What you should do ▸ Nothing may be dropped or added when the entries below are copied.

══ Provided records ══

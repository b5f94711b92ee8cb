//! HTML shell rendering.
//!
//! Pages are not server-rendered. The shell carries the loaded `PageData` as a
//! JSON island that the client bundle reads on boot.

use axum::response::Html;

use crate::error::PageError;
use crate::loader::PageData;

pub const PAGE_DATA_ELEMENT_ID: &str = "page-data";
const APP_TITLE: &str = "FreudBot";

/// Render the page shell with `data` embedded.
///
/// # Errors
///
/// Returns [`PageError::Render`] if `data` cannot be serialized.
pub fn page_shell(data: &PageData) -> Result<Html<String>, PageError> {
    let island = json_island(data)?;
    Ok(Html(format!(
        "<!doctype html>\n\
         <html lang=\"en\">\n\
         <head>\n\
         <meta charset=\"utf-8\">\n\
         <meta name=\"viewport\" content=\"width=device-width, initial-scale=1\">\n\
         <title>{APP_TITLE}</title>\n\
         <script type=\"application/json\" id=\"{PAGE_DATA_ELEMENT_ID}\">{island}</script>\n\
         </head>\n\
         <body>\n\
         <div id=\"app\"></div>\n\
         </body>\n\
         </html>\n"
    )))
}

/// Static page for visitors the auth gate turned away.
#[must_use]
pub fn unauthorized_page() -> Html<&'static str> {
    Html(
        "<!doctype html>\n\
         <html lang=\"en\">\n\
         <head><meta charset=\"utf-8\"><title>Unauthorized</title></head>\n\
         <body>\n\
         <h1>Unauthorized</h1>\n\
         <p>You need to <a href=\"/login\">log in</a> to see this page.</p>\n\
         </body>\n\
         </html>\n",
    )
}

/// Serialize `data` so it can sit inside a `<script>` element. `<` is
/// escaped so no string in the payload can close the element early.
fn json_island(data: &PageData) -> Result<String, serde_json::Error> {
    Ok(serde_json::to_string(data)?.replace('<', "\\u003c"))
}

#[cfg(test)]
mod tests {
    use super::*;
    use serde_json::json;

    fn island_of(html: &str) -> &str {
        let open = format!("id=\"{PAGE_DATA_ELEMENT_ID}\">");
        let start = html.find(&open).unwrap() + open.len();
        let end = start + html[start..].find("</script>").unwrap();
        &html[start..end]
    }

    #[test]
    fn shell_embeds_user_data() {
        let Html(html) = page_shell(&PageData { user_data: json!({"name": "alice"}) }).unwrap();
        let parsed: serde_json::Value = serde_json::from_str(island_of(&html)).unwrap();
        assert_eq!(parsed, json!({"user_data": {"name": "alice"}}));
    }

    #[test]
    fn shell_escapes_script_terminators() {
        let Html(html) = page_shell(&PageData { user_data: json!({"name": "</script><script>alert(1)"}) }).unwrap();
        let island = island_of(&html);
        assert!(!island.contains('<'));
        let parsed: serde_json::Value = serde_json::from_str(island).unwrap();
        assert_eq!(parsed["user_data"]["name"], "</script><script>alert(1)");
    }

    #[test]
    fn shell_is_a_full_document() {
        let Html(html) = page_shell(&PageData { user_data: serde_json::Value::Null }).unwrap();
        assert!(html.starts_with("<!doctype html>"));
        assert!(html.contains("<title>FreudBot</title>"));
    }

    #[test]
    fn island_is_the_serialized_page_data() {
        let data = PageData { user_data: json!({"id": 7, "tags": ["a<b"]}) };
        let island = json_island(&data).unwrap();
        assert_eq!(island, r#"{"user_data":{"id":7,"tags":["a\u003cb"]}}"#);
    }

    #[test]
    fn unauthorized_page_links_to_login() {
        let Html(html) = unauthorized_page();
        assert!(html.contains("href=\"/login\""));
    }
}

═══

Exercise response ▸
repository b5f94711b92ee8cb
//! HTML shell rendering.
//!
//! Pages are not server-rendered. The shell carries the loaded `PageData` as a
//! JSON island that the client bundle reads on boot.

use axum::response::Html;

use crate::error::PageError;
use crate::loader::PageData;

pub const PAGE_DATA_ELEMENT_ID: &str = "page-data";
const APP_TITLE: &str = "FreudBot";

/// Render the page shell with `data` embedded.
///
/// # Errors
///
/// Returns [`PageError::Render`] if `data` cannot be serialized.
pub fn page_shell(data: &PageData) -> Result<Html<String>, PageError> {
    let island = json_island(data)?;
    Ok(Html(format!(
        "<!doctype html>\n\
         <html lang=\"en\">\n\
         <head>\n\
         <meta charset=\"utf-8\">\n\
         <meta name=\"viewport\" content=\"width=device-width, initial-scale=1\">\n\
         <title>{APP_TITLE}</title>\n\
         <script type=\"application/json\" id=\"{PAGE_DATA_ELEMENT_ID}\">{island}</script>\n\
         </head>\n\
         <body>\n\
         <div id=\"app\"></div>\n\
         </body>\n\
         </html>\n"
    )))
}

/// Static page for visitors the auth gate turned away.
#[must_use]
pub fn unauthorized_page() -> Html<&'static str> {
    Html(
        "<!doctype html>\n\
         <html lang=\"en\">\n\
         <head><meta charset=\"utf-8\"><title>Unauthorized</title></head>\n\
         <body>\n\
         <h1>Unauthorized</h1>\n\
         <p>You need to <a href=\"/login\">log in</a> to see this page.</p>\n\
         </body>\n\
         </html>\n",
    )
}

/// Serialize `data` so it can sit inside a `<script>` element. `<` is
/// escaped so no string in the payload can close the element early.
fn json_island(data: &PageData) -> Result<String, serde_json::Error> {
    Ok(serde_json::to_string(data)?.replace('<', "\\u003c"))
}

#[cfg(test)]
mod tests {
    use super::*;
    use serde_json::json;

    fn island_of(html: &str) -> &str {
        let open = format!("id=\"{PAGE_DATA_ELEMENT_ID}\">");
        let start = html.find(&open).unwrap() + open.len();
        let end = start + html[start..].find("</script>").unwrap();
        &html[start..end]
    }

    #[test]
    fn shell_embeds_user_data() {
        let Html(html) = page_shell(&PageData { user_data: json!({"name": "alice"}) }).unwrap();
        let parsed: serde_json::Value = serde_json::from_str(island_of(&html)).unwrap();
        assert_eq!(parsed, json!({"user_data": {"name": "alice"}}));
    }

    #[test]
    fn shell_escapes_script_terminators() {
        let Html(html) = page_shell(&PageData { user_data: json!({"name": "</script><script>alert(1)"}) }).unwrap();
        let island = island_of(&html);
        assert!(!island.contains('<'));
        let parsed: serde_json::Value = serde_json::from_str(island).unwrap();
        assert_eq!(parsed["user_data"]["name"], "</script><script>alert(1)");
    }

    #[test]
    fn shell_is_a_full_document() {
        let Html(html) = page_shell(&PageData { user_data: serde_json::Value::Null }).unwrap();
        assert!(html.starts_with("<!doctype html>"));
        assert!(html.contains("<title>FreudBot</title>"));
    }

    #[test]
    fn island_is_the_serialized_page_data() {
        let data = PageData { user_data: json!({"id": 7, "tags": ["a<b"]}) };
        let island = json_island(&data).unwrap();
        assert_eq!(island, r#"{"user_data":{"id":7,"tags":["a\u003cb"]}}"#);
    }

    #[test]
    fn unauthorized_page_links_to_login() {
        let Html(html) = unauthorized_page();
        assert!(html.contains("href=\"/login\""));
    }
}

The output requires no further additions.